*** Data excerpts Section Begins ***

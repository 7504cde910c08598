use chrono::{DateTime, TimeZone, Utc};
use rust_decimal::Decimal;
use rust_decimal_macros::dec;

use engine::{
    Currency, Debt, Engine, Expense, Member, MemberId, Snapshot, SplitDetails, build_ledger,
    member_balances, net_all, resolve_shares, settlements,
};

fn on(day: u32) -> DateTime<Utc> {
    Utc.with_ymd_and_hms(2024, 3, day, 12, 0, 0).unwrap()
}

fn trio() -> Vec<Member> {
    vec![
        Member::new("alice", "Alice"),
        Member::new("bob", "Bob"),
        Member::new("carol", "Carol"),
    ]
}

fn paid(id: &str, amount: Decimal, day: u32, payer: &str, split: SplitDetails) -> Expense {
    Expense::new(id, format!("expense {id}"), amount, on(day), Some(payer.into()), split)
}

fn summary(debts: &[Debt]) -> Vec<(&str, &str, Decimal)> {
    debts
        .iter()
        .map(|d| (d.from.as_str(), d.to.as_str(), d.amount))
        .collect()
}

#[test]
fn two_expenses_net_between_alice_and_bob() {
    let expenses = vec![
        paid("e1", dec!(300), 1, "alice", SplitDetails::equal(["alice", "bob", "carol"])),
        paid("e2", dec!(90), 2, "bob", SplitDetails::equal(["alice", "bob"])),
    ];

    let debts = settlements(&expenses, &trio());

    assert_eq!(
        summary(&debts),
        vec![("carol", "alice", dec!(100)), ("bob", "alice", dec!(55))]
    );

    let bob = &debts[1];
    assert_eq!(bob.history.len(), 2);
    assert_eq!(bob.history[0].expense_id.as_str(), "e2");
    assert_eq!(bob.history[0].amount, dec!(-45));
    assert!(bob.history[0].is_offset);
    assert_eq!(bob.history[1].amount, dec!(100));
    assert!(!bob.history[1].is_offset);
}

#[test]
fn percentage_split_records_only_the_borrower_share() {
    let members = vec![Member::new("a", "A"), Member::new("b", "B")];
    let expense = paid(
        "e1",
        dec!(100),
        1,
        "a",
        SplitDetails::percentage([("a", dec!(60)), ("b", dec!(40))]),
    );

    let shares = resolve_shares(&expense);
    assert_eq!(shares[&MemberId::from("a")], dec!(60));
    assert_eq!(shares[&MemberId::from("b")], dec!(40));

    let ledger = build_ledger(&[expense], &members);
    assert_eq!(ledger.gross(&"b".into(), &"a".into()), dec!(40));
    assert_eq!(ledger.gross(&"a".into(), &"b".into()), dec!(0));
}

#[test]
fn mutual_debts_produce_no_settlement() {
    let members = vec![Member::new("a", "A"), Member::new("b", "B")];
    let expenses = vec![
        paid("e1", dec!(25), 1, "a", SplitDetails::exact([("b", dec!(25))])),
        paid("e2", dec!(50), 2, "b", SplitDetails::equal(["a", "b"])),
    ];

    let ledger = build_ledger(&expenses, &members);
    assert_eq!(
        ledger.gross(&"a".into(), &"b".into()),
        ledger.gross(&"b".into(), &"a".into())
    );
    assert!(net_all(&ledger, Currency::Eur).is_empty());
}

#[test]
fn no_members_or_no_usable_expenses_settle_to_nothing() {
    let expenses = vec![paid("e1", dec!(10), 1, "alice", SplitDetails::equal(["alice", "bob"]))];
    assert!(settlements(&expenses, &[]).is_empty());
    assert!(settlements(&expenses, &[Member::new("alice", "Alice")]).is_empty());

    let unpaid = vec![Expense::new(
        "e1",
        "orphan",
        dec!(10),
        on(1),
        None,
        SplitDetails::equal(["alice", "bob"]),
    )];
    assert!(settlements(&unpaid, &trio()).is_empty());
}

#[test]
fn netting_is_deterministic() {
    let expenses = vec![
        paid("e1", dec!(10), 1, "carol", SplitDetails::equal(["alice", "bob", "carol"])),
        paid("e2", dec!(10), 1, "bob", SplitDetails::equal(["alice", "bob", "carol"])),
        paid("e3", dec!(33.33), 2, "alice", SplitDetails::exact([("bob", dec!(11.11)), ("carol", dec!(22.22))])),
        paid("e4", dec!(7), 3, "carol", SplitDetails::percentage([("alice", dec!(50)), ("bob", dec!(50))])),
    ];

    let first = settlements(&expenses, &trio());
    let second = settlements(&expenses, &trio());
    assert_eq!(first, second);

    let mut reversed_members = trio();
    reversed_members.reverse();
    let mut reversed_expenses = expenses.clone();
    reversed_expenses.reverse();
    let reordered = settlements(&reversed_expenses, &reversed_members);
    assert_eq!(summary(&first), summary(&reordered));
}

#[test]
fn net_positions_are_conserved() {
    let members = trio();
    let expenses = vec![
        paid("e1", dec!(100), 1, "alice", SplitDetails::equal(["alice", "bob", "carol"])),
        paid("e2", dec!(19.99), 2, "bob", SplitDetails::equal(["alice", "carol"])),
        paid("e3", dec!(40), 3, "carol", SplitDetails::percentage([("alice", dec!(12.5)), ("bob", dec!(87.5))])),
    ];

    let debts = settlements(&expenses, &members);
    let total: Decimal = member_balances(&members, &debts).iter().map(|b| b.net).sum();
    let tolerance = Decimal::from(members.len()) * dec!(0.01);
    assert!(total.abs() <= tolerance);
}

#[test]
fn amounts_are_rounded_only_on_output() {
    let members = vec![Member::new("a", "A"), Member::new("b", "B"), Member::new("c", "C")];
    // Each third is 3.333...; rounding per expense would give 3 x 3.33 = 9.99.
    let expenses: Vec<Expense> = (1..=3)
        .map(|i| paid(&format!("e{i}"), dec!(10), i, "a", SplitDetails::equal(["a", "b", "c"])))
        .collect();

    let debts = settlements(&expenses, &members);
    assert!(debts.iter().all(|d| d.amount == dec!(10.00)));
}

#[test]
fn engine_reports_dropped_references() {
    let snapshot = Snapshot::new(
        trio(),
        vec![
            paid("e1", dec!(30), 1, "alice", SplitDetails::equal(["alice", "bob", "mallory"])),
            paid("e2", dec!(30), 1, "mallory", SplitDetails::equal(["alice", "bob"])),
            paid("e3", dec!(30), 1, "alice", SplitDetails::Unrecognized),
        ],
    );

    let settlement = Engine::builder().build().unwrap().settle(&snapshot);

    assert_eq!(summary(&settlement.debts), vec![("bob", "alice", dec!(10))]);
    assert_eq!(settlement.diagnostics.unknown_borrowers, 1);
    assert_eq!(settlement.diagnostics.unknown_payers, 1);
    assert_eq!(settlement.diagnostics.malformed_splits, 1);
    assert_eq!(settlement.diagnostics.dropped_references(), 2);

    let alice = settlement
        .balances
        .iter()
        .find(|b| b.member_id.as_str() == "alice")
        .unwrap();
    assert_eq!(alice.net, dec!(10));
}

#[test]
fn engine_is_shareable_across_threads() {
    let engine = Engine::builder().currency(Currency::Usd).build().unwrap();
    let snapshot = Snapshot::new(
        trio(),
        vec![paid("e1", dec!(60), 1, "bob", SplitDetails::equal(["alice", "bob", "carol"]))],
    );

    let results: Vec<_> = std::thread::scope(|scope| {
        let handles: Vec<_> = (0..4)
            .map(|_| scope.spawn(|| engine.settle(&snapshot)))
            .collect();
        handles.into_iter().map(|h| h.join().unwrap()).collect()
    });

    assert!(results.windows(2).all(|pair| pair[0] == pair[1]));
    assert_eq!(results[0].debts.len(), 2);
}

#[test]
fn snapshot_from_stored_json_settles() {
    let raw = r#"{
        "members": [
            {"id": "m-alice", "displayName": "Alice"},
            {"id": "m-bob", "displayName": "Bob"}
        ],
        "expenses": [
            {
                "id": "x1",
                "description": "Groceries",
                "amount": "64.20",
                "date": "2024-04-02",
                "category": "Food",
                "paid_by_member_id": "m-alice",
                "split_details": {"type": "equal", "members": ["m-alice", "m-bob"]}
            },
            {
                "id": "x2",
                "description": "Legacy row",
                "amount": 12,
                "date": "2024-04-03T10:00:00",
                "paid_by_member_id": "m-bob",
                "split_details": {"type": "weights", "weights": {"m-alice": 1}}
            }
        ]
    }"#;

    let snapshot = Snapshot::from_json(raw).unwrap();
    let settlement = Engine::builder().build().unwrap().settle(&snapshot);

    assert_eq!(summary(&settlement.debts), vec![("m-bob", "m-alice", dec!(32.10))]);
    assert_eq!(settlement.diagnostics.malformed_splits, 1);
}

#[test]
fn oversized_amount_is_skipped_not_fatal() {
    let raw = r#"{
        "members": [{"id": "a", "display_name": "A"}, {"id": "b", "display_name": "B"}],
        "expenses": [
            {
                "id": "typo",
                "amount": "79228162514264337593543950335",
                "date": "2024-04-01",
                "paid_by": "a",
                "split": {"type": "percentage", "allocations": {"b": 60}}
            },
            {
                "id": "lunch",
                "amount": "24",
                "date": "2024-04-02",
                "paid_by": "a",
                "split": {"type": "equal", "members": ["a", "b"]}
            }
        ]
    }"#;

    let snapshot = Snapshot::from_json(raw).unwrap();
    let settlement = Engine::builder().build().unwrap().settle(&snapshot);

    assert_eq!(summary(&settlement.debts), vec![("b", "a", dec!(12))]);
    assert_eq!(settlement.diagnostics.overflowed_amounts, 1);
    assert_eq!(settlement.diagnostics.skipped_expenses(), 1);
}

*** Data excerpts Section Ends ***

In how many lines of the records does the word "Currency" appear? Answer with the number only.

> [Result for this exercise] 3